*** DATA RECORDS Section Begins ***
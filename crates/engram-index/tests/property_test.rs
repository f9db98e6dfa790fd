//! Property tests: row round-trips and filter consistency.

use engram_core::{Event, EventType, NewEvent, QueryFilters};
use engram_index::RelationalIndex;
use proptest::prelude::*;

fn arbitrary_event(content: String, session: String, type_idx: usize) -> Event {
    let types = EventType::all();
    let mut new = NewEvent::new(types[type_idx % types.len()], content, format!("s-{session}"));
    new.metadata = serde_json::json!({ "n": type_idx });
    Event::assign_id(new)
}

proptest! {
    #![proptest_config(ProptestConfig::with_cases(32))]

    #[test]
    fn insert_then_get_roundtrips(
        content in "[a-zA-Z0-9 ]{1,200}",
        session in "[a-z]{1,8}",
        type_idx in 0usize..16,
    ) {
        let index = RelationalIndex::open_in_memory().unwrap();
        let event = arbitrary_event(content, session, type_idx);
        index.insert_memory(&event).unwrap();

        let got = index.get_by_id(&event.id).unwrap().unwrap();
        prop_assert_eq!(got.content, event.content);
        prop_assert_eq!(got.event_type, event.event_type);
        prop_assert_eq!(got.session_id, event.session_id);
        prop_assert_eq!(got.metadata, event.metadata);
    }

    #[test]
    fn filter_by_session_returns_only_that_session(
        contents in prop::collection::vec("[a-z ]{1,40}", 1..20),
    ) {
        let index = RelationalIndex::open_in_memory().unwrap();
        let mut in_target = 0usize;
        for (i, content) in contents.iter().enumerate() {
            let session = if i % 2 == 0 { "target" } else { "other" };
            let event = Event::assign_id(NewEvent::new(EventType::CodeWrite, content.clone(), session));
            index.insert_memory(&event).unwrap();
            if i % 2 == 0 {
                in_target += 1;
            }
        }

        let got = index.filter(&QueryFilters::for_session("target")).unwrap();
        prop_assert_eq!(got.len(), in_target);
        prop_assert!(got.iter().all(|e| e.session_id == "target"));
    }
}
*** DATA RECORDS Section Ends ***
WORK TO COMPLETE
Where a line above holds the string "QueryFilters", copy that line.

ANSWER SECTION
use engram_core::{Event, EventType, NewEvent, QueryFilters};
        let got = index.filter(&QueryFilters::for_session("target")).unwrap();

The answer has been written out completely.